Given entries:

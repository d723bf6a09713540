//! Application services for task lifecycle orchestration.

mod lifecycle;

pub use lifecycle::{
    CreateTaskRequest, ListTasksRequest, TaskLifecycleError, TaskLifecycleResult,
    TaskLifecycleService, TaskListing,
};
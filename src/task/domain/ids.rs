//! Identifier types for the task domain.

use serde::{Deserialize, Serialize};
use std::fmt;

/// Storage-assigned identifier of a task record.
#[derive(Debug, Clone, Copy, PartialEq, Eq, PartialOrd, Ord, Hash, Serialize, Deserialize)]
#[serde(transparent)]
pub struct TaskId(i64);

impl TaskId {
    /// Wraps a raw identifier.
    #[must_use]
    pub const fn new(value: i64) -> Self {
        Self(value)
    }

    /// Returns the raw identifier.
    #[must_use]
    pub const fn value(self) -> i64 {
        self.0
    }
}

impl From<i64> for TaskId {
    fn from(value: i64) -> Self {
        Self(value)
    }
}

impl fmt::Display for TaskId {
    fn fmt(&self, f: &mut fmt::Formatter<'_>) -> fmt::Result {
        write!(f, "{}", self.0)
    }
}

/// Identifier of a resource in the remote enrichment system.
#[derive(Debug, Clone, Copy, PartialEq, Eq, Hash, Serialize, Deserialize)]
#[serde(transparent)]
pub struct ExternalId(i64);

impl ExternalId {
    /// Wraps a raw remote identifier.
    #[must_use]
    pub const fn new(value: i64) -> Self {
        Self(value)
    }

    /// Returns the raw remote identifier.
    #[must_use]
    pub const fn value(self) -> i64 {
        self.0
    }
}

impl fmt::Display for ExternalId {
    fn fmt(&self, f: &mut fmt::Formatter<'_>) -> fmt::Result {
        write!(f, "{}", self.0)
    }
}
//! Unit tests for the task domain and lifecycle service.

Exercise directions:
Word for word, print every line above.

Worked solution:
repository d723bf6a09713540
//! Application services for task lifecycle orchestration.

mod lifecycle;

pub use lifecycle::{
    CreateTaskRequest, ListTasksRequest, TaskLifecycleError, TaskLifecycleResult,
    TaskLifecycleService, TaskListing,
};
filename src/task/domain/ids.rs
//! Identifier types for the task domain.

use serde::{Deserialize, Serialize};
use std::fmt;

/// Storage-assigned identifier of a task record.
#[derive(Debug, Clone, Copy, PartialEq, Eq, PartialOrd, Ord, Hash, Serialize, Deserialize)]
#[serde(transparent)]
pub struct TaskId(i64);

impl TaskId {
    /// Wraps a raw identifier.
    #[must_use]
    pub const fn new(value: i64) -> Self {
        Self(value)
    }

    /// Returns the raw identifier.
    #[must_use]
    pub const fn value(self) -> i64 {
        self.0
    }
}

impl From<i64> for TaskId {
    fn from(value: i64) -> Self {
        Self(value)
    }
}

impl fmt::Display for TaskId {
    fn fmt(&self, f: &mut fmt::Formatter<'_>) -> fmt::Result {
        write!(f, "{}", self.0)
    }
}

/// Identifier of a resource in the remote enrichment system.
#[derive(Debug, Clone, Copy, PartialEq, Eq, Hash, Serialize, Deserialize)]
#[serde(transparent)]
pub struct ExternalId(i64);

impl ExternalId {
    /// Wraps a raw remote identifier.
    #[must_use]
    pub const fn new(value: i64) -> Self {
        Self(value)
    }

    /// Returns the raw remote identifier.
    #[must_use]
    pub const fn value(self) -> i64 {
        self.0
    }
}

impl fmt::Display for ExternalId {
    fn fmt(&self, f: &mut fmt::Formatter<'_>) -> fmt::Result {
        write!(f, "{}", self.0)
    }
}
//! Unit tests for the task domain and lifecycle service.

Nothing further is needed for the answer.